Saved entries
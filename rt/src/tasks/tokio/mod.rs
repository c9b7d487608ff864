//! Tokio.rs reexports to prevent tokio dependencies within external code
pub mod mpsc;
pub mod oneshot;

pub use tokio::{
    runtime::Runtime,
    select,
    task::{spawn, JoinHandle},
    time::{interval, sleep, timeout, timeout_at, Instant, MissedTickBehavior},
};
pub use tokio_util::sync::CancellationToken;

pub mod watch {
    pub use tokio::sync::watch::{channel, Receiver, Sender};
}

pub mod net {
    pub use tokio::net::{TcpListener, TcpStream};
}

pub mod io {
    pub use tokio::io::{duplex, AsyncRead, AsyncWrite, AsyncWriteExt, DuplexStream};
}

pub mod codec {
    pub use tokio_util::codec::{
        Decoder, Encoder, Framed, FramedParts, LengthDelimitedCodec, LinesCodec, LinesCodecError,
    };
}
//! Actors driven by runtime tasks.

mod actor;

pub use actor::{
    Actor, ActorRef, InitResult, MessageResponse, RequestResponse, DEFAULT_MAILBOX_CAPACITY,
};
...
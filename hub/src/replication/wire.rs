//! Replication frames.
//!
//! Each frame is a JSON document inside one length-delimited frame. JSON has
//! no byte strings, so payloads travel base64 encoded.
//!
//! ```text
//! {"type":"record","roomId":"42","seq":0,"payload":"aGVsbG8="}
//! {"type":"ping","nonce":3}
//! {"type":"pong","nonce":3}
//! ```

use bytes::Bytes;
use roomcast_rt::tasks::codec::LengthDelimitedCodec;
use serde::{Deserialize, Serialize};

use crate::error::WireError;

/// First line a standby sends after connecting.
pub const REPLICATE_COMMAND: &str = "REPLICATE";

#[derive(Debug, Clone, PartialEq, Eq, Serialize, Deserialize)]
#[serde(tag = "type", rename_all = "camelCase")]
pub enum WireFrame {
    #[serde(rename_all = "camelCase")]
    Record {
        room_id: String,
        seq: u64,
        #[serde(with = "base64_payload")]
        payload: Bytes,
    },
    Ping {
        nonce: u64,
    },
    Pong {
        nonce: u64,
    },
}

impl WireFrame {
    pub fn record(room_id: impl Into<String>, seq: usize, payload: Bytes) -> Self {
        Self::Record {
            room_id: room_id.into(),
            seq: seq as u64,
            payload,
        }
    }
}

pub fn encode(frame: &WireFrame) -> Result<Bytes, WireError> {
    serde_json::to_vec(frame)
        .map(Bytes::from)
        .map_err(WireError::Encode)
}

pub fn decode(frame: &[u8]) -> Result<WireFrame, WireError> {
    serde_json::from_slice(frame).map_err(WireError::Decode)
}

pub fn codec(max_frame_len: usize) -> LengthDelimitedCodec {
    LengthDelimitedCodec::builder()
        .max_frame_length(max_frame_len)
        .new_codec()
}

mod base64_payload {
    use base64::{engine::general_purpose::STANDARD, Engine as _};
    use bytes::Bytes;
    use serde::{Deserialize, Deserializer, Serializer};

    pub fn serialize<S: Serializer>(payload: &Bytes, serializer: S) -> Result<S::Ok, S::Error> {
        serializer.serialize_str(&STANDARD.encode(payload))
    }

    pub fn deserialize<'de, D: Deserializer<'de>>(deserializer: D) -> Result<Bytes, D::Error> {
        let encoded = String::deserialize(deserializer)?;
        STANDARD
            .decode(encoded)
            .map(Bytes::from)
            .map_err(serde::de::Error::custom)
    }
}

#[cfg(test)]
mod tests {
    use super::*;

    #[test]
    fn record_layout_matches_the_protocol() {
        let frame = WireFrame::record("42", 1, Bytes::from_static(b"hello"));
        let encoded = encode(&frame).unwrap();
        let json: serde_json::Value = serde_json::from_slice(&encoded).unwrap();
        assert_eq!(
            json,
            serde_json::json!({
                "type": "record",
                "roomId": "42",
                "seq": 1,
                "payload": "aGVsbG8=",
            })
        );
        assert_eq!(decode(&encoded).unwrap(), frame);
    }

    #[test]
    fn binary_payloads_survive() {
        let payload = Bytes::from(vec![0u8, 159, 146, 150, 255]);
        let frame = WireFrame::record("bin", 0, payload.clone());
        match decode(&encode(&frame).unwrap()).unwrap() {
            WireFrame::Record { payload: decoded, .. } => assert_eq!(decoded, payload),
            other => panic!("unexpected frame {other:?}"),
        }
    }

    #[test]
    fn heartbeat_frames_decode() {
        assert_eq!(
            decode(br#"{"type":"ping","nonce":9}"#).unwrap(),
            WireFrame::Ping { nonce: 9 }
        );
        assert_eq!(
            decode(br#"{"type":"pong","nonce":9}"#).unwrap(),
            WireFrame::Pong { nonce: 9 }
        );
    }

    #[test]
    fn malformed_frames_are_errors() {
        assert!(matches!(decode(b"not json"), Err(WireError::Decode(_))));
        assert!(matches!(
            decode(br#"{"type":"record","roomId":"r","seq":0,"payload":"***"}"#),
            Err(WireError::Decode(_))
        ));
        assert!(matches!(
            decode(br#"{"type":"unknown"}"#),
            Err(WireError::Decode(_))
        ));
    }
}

▸ **YOUR GOAL**
State the number of lines above that include "runtime", and nothing further.

▸ **ANSWER SECTION**
2